--- START ---

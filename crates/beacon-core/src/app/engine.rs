//! NotificationEngine - 1 イベントの処理パイプライン
//!
//! # フロー
//! 1. Trigger: qualifying transition か判定（削除・非該当は no-op）
//! 2. Resolver: registry から宛先トークンを引く（空なら no-op）
//! 3. Composer: メッセージを組み立てる
//! 4. Dispatcher: 1 回の multicast で送る
//! 5. Reconciler: 恒久的に無効なトークンを消す
//!
//! 各ステップは直列。並行するのは 5 の削除だけです。
//! エンジンはイベントをまたぐ状態を持たないので、`Arc` で共有して
//! 別々のイベントを並行に処理できます。

use std::sync::Arc;

use tracing::{Instrument, debug, info, info_span};

use super::composer::compose;
use super::dispatcher::Dispatcher;
use super::reconciler::Reconciler;
use super::resolver::{Resolver, recipient_query};
use super::trigger;
use crate::config::NotifierConfig;
use crate::domain::{
    ChangeEvent, DeliveryReport, DispatchOutcome, NotifyError, PushToken, ReconcileReport,
    SkipReason,
};
use crate::ports::IdGenerator;

pub struct NotificationEngine {
    config: NotifierConfig,
    resolver: Resolver,
    dispatcher: Dispatcher,
    reconciler: Reconciler,
    ids: Arc<dyn IdGenerator>,
}

impl NotificationEngine {
    pub(crate) fn new(
        config: NotifierConfig,
        resolver: Resolver,
        dispatcher: Dispatcher,
        reconciler: Reconciler,
        ids: Arc<dyn IdGenerator>,
    ) -> Self {
        Self {
            config,
            resolver,
            dispatcher,
            reconciler,
            ids,
        }
    }

    /// 1 イベントを処理する
    ///
    /// # エラー
    /// - `NotifyError::Registry`: 宛先の query が失敗した
    /// - `NotifyError::Gateway`: batch 送信そのものが失敗した
    ///
    /// トークン単位の失敗はエラーにしない
    pub async fn handle(&self, event: &ChangeEvent) -> Result<DispatchOutcome, NotifyError> {
        let dispatch_id = self.ids.generate_dispatch_id();
        let span = info_span!(
            "dispatch",
            %dispatch_id,
            category = %event.category(),
            document_id = event.document_id().unwrap_or("-")
        );
        self.run(event).instrument(span).await
    }

    async fn run(&self, event: &ChangeEvent) -> Result<DispatchOutcome, NotifyError> {
        if event.is_deletion() {
            debug!("record deleted, ignoring");
            return Ok(DispatchOutcome::Skipped {
                reason: SkipReason::Deleted,
            });
        }

        let category = event.category();
        let Some(after) = trigger::evaluate(event, &self.config.trigger) else {
            debug!("not a qualifying transition");
            return Ok(DispatchOutcome::Skipped {
                reason: SkipReason::NotQualifying,
            });
        };
        let Some(query) = recipient_query(category, after, &self.config.recipients) else {
            return Ok(DispatchOutcome::Skipped {
                reason: SkipReason::NotQualifying,
            });
        };

        info!(
            plate = after.license_plate.as_deref().unwrap_or("-"),
            assignee = after.assignee().unwrap_or("-"),
            "qualifying transition"
        );

        let recipients = self.resolver.resolve(&query).await?;
        if recipients.is_empty() {
            info!(
                username = query.username.as_deref().unwrap_or("-"),
                "no registered recipients"
            );
            return Ok(DispatchOutcome::NoRecipients);
        }

        let tokens: Vec<PushToken> = recipients.into_iter().map(|r| r.token).collect();
        let message = compose(category, after, &self.config);
        let delivery = self.dispatcher.dispatch(&tokens, &message).await?;

        let reconcile = if delivery.failure_count > 0 {
            self.reconciler.reconcile(&tokens, &delivery.outcomes).await
        } else {
            ReconcileReport::default()
        };

        let transient_failures = delivery
            .outcomes
            .iter()
            .filter(|o| o.failure_class().is_some_and(|class| !class.is_permanent()))
            .count();
        info!(
            recipients = tokens.len(),
            success_count = delivery.success_count,
            failure_count = delivery.failure_count,
            pruned = reconcile.deleted.len(),
            "notification sent"
        );

        Ok(DispatchOutcome::Delivered(DeliveryReport {
            recipients: tokens.len(),
            success_count: delivery.success_count,
            failure_count: delivery.failure_count,
            transient_failures,
            reconcile,
        }))
    }
}
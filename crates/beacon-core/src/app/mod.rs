//! App - アプリケーション層
//!
//! ports を組み合わせて通知パイプラインを実装します。
//!
//! # 主要コンポーネント
//! - **trigger**: qualifying transition の判定（純粋関数）
//! - **resolver**: 宛先トークンの解決
//! - **composer**: メッセージの組み立て（純粋関数）
//! - **dispatcher**: multicast 送信
//! - **reconciler**: 無効トークンの削除
//! - **NotificationEngine**: 上記を 1 イベント分つなぐ
//! - **EngineBuilder**: 依存の注入と起動時検証

pub mod builder;
pub mod composer;
pub mod dispatcher;
pub mod engine;
pub mod reconciler;
pub mod resolver;
pub mod trigger;

pub use self::builder::{BuildError, EngineBuilder};
pub use self::dispatcher::{Delivery, Dispatcher};
pub use self::engine::NotificationEngine;
pub use self::reconciler::Reconciler;
pub use self::resolver::Resolver;
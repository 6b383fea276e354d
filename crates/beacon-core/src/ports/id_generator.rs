//! IdGenerator port - ID 生成の抽象化
//!
//! テスト容易性のために trait として抽象化しています。
//!
//! # 実装
//! - **UlidGenerator**: ULID ベース（Clock から timestamp を取る）

use crate::domain::DispatchId;
use crate::ports::Clock;
use ulid::Ulid;

/// IdGenerator は dispatch ごとの ID を生成
///
/// # Thread Safety
/// - `Send + Sync` を要求（並行するイベント処理から共有される）
pub trait IdGenerator: Send + Sync {
    fn generate_dispatch_id(&self) -> DispatchId;
}

/// UlidGenerator は ULID ベースの ID 生成器
///
/// FixedClock を渡せば timestamp 部分が決定的になります。
pub struct UlidGenerator<C> {
    clock: C,
}

impl<C: Clock> UlidGenerator<C> {
    pub fn new(clock: C) -> Self {
        Self { clock }
    }
}

impl<C: Clock> IdGenerator for UlidGenerator<C> {
    fn generate_dispatch_id(&self) -> DispatchId {
        let timestamp_ms = self.clock.now().timestamp_millis() as u64;
        let ulid = Ulid::from_parts(timestamp_ms, rand::random());
        DispatchId::from(ulid)
    }
}
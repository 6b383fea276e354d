//! InMemoryTokenRegistry - 開発・テスト用の token registry
//!
//! # 実装詳細
//! - `RwLock<HashMap<PushToken, RecipientToken>>`（キーはトークン文字列）
//! - query の結果はトークン順に並べて返す（決定的にするため）
//! - 受け付けた query を記録する（「query していない」をテストで確かめるため）
//! - upsert はクライアント登録の代わり。`updated_at` を clock で刻む

use std::collections::{HashMap, HashSet};
use std::sync::Arc;

use async_trait::async_trait;
use tokio::sync::{Mutex, RwLock};

use crate::domain::{PushToken, RecipientQuery, RecipientToken, RegistryError};
use crate::ports::{Clock, SystemClock, TokenRegistry};

pub struct InMemoryTokenRegistry {
    entries: RwLock<HashMap<PushToken, RecipientToken>>,
    queries: Mutex<Vec<RecipientQuery>>,
    rejected_deletes: Mutex<HashSet<PushToken>>,
    clock: Arc<dyn Clock>,
}

impl InMemoryTokenRegistry {
    pub fn new() -> Self {
        Self::with_clock(Arc::new(SystemClock))
    }

    pub fn with_clock(clock: Arc<dyn Clock>) -> Self {
        Self {
            entries: RwLock::new(HashMap::new()),
            queries: Mutex::new(Vec::new()),
            rejected_deletes: Mutex::new(HashSet::new()),
            clock,
        }
    }

    /// `entry.token` をキーに追加または置き換え
    pub async fn upsert(&self, mut entry: RecipientToken) {
        entry.updated_at = Some(self.clock.now());
        self.entries.write().await.insert(entry.token.clone(), entry);
    }

    /// JSON 配列を読み込んで upsert し、件数を返す
    pub async fn seed_from_json(&self, input: &str) -> Result<usize, RegistryError> {
        let entries: Vec<RecipientToken> = serde_json::from_str(input)
            .map_err(|e| RegistryError::Rejected(format!("token seed: {e}")))?;
        let count = entries.len();
        for entry in entries {
            self.upsert(entry).await;
        }
        Ok(count)
    }

    /// 以後 `token` の delete を失敗させる（registry の書き込みエラーの代わり）
    pub async fn reject_deletes_for(&self, token: PushToken) {
        self.rejected_deletes.lock().await.insert(token);
    }

    pub async fn contains(&self, token: &PushToken) -> bool {
        self.entries.read().await.contains_key(token)
    }

    pub async fn get(&self, token: &PushToken) -> Option<RecipientToken> {
        self.entries.read().await.get(token).cloned()
    }

    pub async fn len(&self) -> usize {
        self.entries.read().await.len()
    }

    pub async fn is_empty(&self) -> bool {
        self.entries.read().await.is_empty()
    }

    /// 登録済みトークン（ソート済み）
    pub async fn tokens(&self) -> Vec<PushToken> {
        let mut tokens: Vec<PushToken> = self.entries.read().await.keys().cloned().collect();
        tokens.sort();
        tokens
    }

    /// これまでに受けた query（到着順）
    pub async fn queries(&self) -> Vec<RecipientQuery> {
        self.queries.lock().await.clone()
    }
}

impl Default for InMemoryTokenRegistry {
    fn default() -> Self {
        Self::new()
    }
}

#[async_trait]
impl TokenRegistry for InMemoryTokenRegistry {
    async fn query(&self, query: &RecipientQuery) -> Result<Vec<RecipientToken>, RegistryError> {
        self.queries.lock().await.push(query.clone());

        let mut found: Vec<RecipientToken> = self
            .entries
            .read()
            .await
            .values()
            .filter(|entry| query.matches(entry))
            .cloned()
            .collect();
        found.sort_by(|a, b| a.token.cmp(&b.token));
        Ok(found)
    }

    async fn delete(&self, token: &PushToken) -> Result<(), RegistryError> {
        if self.rejected_deletes.lock().await.contains(token) {
            return Err(RegistryError::Rejected(format!("delete of {token} refused")));
        }
        self.entries.write().await.remove(token);
        Ok(())
    }
}
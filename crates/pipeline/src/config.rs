//! Pipeline configuration.
//!
//! The thresholds have no built-in defaults: whoever runs the pipeline
//! decides them, either in code or through a JSON file such as
//!
//! ```json
//! { "min_user_ratings": 5, "min_item_ratings": 5, "malformed_policy": "skip" }
//! ```

use crate::error::{PipelineError, Result};
use data_loader::MalformedPolicy;
use serde::{Deserialize, Serialize};
use std::path::Path;

#[derive(Debug, Clone, Copy, PartialEq, Eq, Serialize, Deserialize)]
#[serde(deny_unknown_fields)]
pub struct PipelineConfig {
    /// Minimum ratings a user needs to survive filtering (0 and 1 disable it)
    pub min_user_ratings: u32,
    /// Minimum ratings an item needs to survive filtering (0 and 1 disable it)
    pub min_item_ratings: u32,
    #[serde(default)]
    pub malformed_policy: MalformedPolicy,
}

impl PipelineConfig {
    pub fn new(min_user_ratings: u32, min_item_ratings: u32) -> Self {
        Self {
            min_user_ratings,
            min_item_ratings,
            malformed_policy: MalformedPolicy::default(),
        }
    }

    /// Builder-style override of the malformed row policy
    pub fn with_malformed_policy(mut self, policy: MalformedPolicy) -> Self {
        self.malformed_policy = policy;
        self
    }

    /// Load a configuration from a JSON file
    pub fn from_json_file(path: &Path) -> Result<Self> {
        let content = std::fs::read_to_string(path)?;
        Self::from_json_str(&content)
            .map_err(|e| PipelineError::InvalidConfig(format!("{}: {}", path.display(), e)))
    }

    pub fn from_json_str(content: &str) -> Result<Self> {
        let config: Self = serde_json::from_str(content)?;
        Ok(config)
    }
}
//! Error types for the pipeline crate.

use data_loader::DataLoadError;
use thiserror::Error;

/// Which side of the rating matrix an identifier belongs to
#[derive(Debug, Clone, Copy, PartialEq, Eq, Hash)]
pub enum Axis {
    User,
    Item,
}

impl std::fmt::Display for Axis {
    fn fmt(&self, f: &mut std::fmt::Formatter<'_>) -> std::fmt::Result {
        match self {
            Axis::User => write!(f, "user"),
            Axis::Item => write!(f, "item"),
        }
    }
}

/// Errors raised by the pipeline stages and their I/O edges
#[derive(Error, Debug)]
pub enum PipelineError {
    /// A filtered triple references an id the index map does not know.
    ///
    /// The index map is built from the very set being rewritten, so this
    /// means the pipeline broke its own invariants. Never recoverable.
    #[error("No index for {axis} id '{id}'")]
    MissingMapping { axis: Axis, id: String },

    /// A stored id list names the same id twice, so it cannot be a bijection
    #[error("Duplicate id '{id}' in index")]
    DuplicateId { id: String },

    /// Configuration rejected during validation
    #[error("Invalid configuration: {0}")]
    InvalidConfig(String),

    /// Failure while reading or cleaning input rows
    #[error(transparent)]
    Load(#[from] DataLoadError),

    #[error("I/O error: {0}")]
    Io(#[from] std::io::Error),

    #[error("CSV error: {0}")]
    Csv(#[from] csv::Error),

    #[error("JSON error: {0}")]
    Json(#[from] serde_json::Error),
}

/// Convenience type alias for Results in this crate
pub type Result<T> = std::result::Result<T, PipelineError>;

--- END ---

_Task directions_
Would you filter the records and copy out each line containing "DeliveryReport"?

_Problem solution_
    ChangeEvent, DeliveryReport, DispatchOutcome, NotifyError, PushToken, ReconcileReport,
        Ok(DispatchOutcome::Delivered(DeliveryReport {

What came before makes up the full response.